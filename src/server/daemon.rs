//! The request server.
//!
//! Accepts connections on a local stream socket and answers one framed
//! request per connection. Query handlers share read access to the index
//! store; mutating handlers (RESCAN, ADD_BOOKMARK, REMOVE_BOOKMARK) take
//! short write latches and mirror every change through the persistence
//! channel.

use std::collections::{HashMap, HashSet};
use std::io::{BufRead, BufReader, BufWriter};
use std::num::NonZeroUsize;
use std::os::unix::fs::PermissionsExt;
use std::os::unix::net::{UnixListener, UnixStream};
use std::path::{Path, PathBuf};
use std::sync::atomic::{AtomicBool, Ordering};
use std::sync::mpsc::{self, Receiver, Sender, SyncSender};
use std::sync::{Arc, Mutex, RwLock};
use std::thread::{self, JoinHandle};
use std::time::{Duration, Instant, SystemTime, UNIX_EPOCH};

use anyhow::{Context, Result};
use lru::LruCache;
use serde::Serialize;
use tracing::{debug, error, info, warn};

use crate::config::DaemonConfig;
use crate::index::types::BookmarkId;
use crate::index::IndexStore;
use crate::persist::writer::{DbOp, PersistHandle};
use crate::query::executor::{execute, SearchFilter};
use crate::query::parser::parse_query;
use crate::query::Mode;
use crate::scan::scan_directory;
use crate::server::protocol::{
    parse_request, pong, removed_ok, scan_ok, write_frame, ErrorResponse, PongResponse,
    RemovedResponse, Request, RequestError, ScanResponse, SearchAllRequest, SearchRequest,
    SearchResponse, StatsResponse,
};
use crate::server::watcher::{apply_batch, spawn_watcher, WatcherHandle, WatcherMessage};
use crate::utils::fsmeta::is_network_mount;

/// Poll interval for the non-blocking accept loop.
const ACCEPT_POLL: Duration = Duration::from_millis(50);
= = = = = = =
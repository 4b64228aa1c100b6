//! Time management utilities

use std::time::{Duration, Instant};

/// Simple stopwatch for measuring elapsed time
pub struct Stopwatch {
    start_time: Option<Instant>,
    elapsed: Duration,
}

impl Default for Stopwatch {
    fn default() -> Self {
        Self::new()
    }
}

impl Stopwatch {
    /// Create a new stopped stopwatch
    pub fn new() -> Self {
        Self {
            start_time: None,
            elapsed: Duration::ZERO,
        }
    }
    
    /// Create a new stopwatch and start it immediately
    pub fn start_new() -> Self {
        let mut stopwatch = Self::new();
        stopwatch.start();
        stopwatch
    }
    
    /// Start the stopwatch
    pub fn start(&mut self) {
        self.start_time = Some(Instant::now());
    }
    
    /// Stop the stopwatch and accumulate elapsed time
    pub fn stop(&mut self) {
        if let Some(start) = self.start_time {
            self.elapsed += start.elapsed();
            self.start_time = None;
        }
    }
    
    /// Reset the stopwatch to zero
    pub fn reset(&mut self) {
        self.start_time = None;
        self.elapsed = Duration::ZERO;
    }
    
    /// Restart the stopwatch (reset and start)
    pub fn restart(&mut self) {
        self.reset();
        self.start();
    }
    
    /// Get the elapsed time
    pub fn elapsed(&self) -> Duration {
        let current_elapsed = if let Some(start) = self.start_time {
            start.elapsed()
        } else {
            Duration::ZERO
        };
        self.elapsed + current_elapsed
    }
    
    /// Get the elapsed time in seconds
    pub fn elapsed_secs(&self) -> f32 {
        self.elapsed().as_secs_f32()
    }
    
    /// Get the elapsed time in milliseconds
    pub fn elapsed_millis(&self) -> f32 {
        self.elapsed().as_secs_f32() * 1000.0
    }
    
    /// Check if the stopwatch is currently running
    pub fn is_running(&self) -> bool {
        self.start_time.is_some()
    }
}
= = = = = = =
• **Exercise requirements**
Report back each line in the material above that contains the string "server".

• **The completed task**
filename src/server/daemon.rs
//! The request server.
use crate::server::protocol::{
use crate::server::watcher::{apply_batch, spawn_watcher, WatcherHandle, WatcherMessage};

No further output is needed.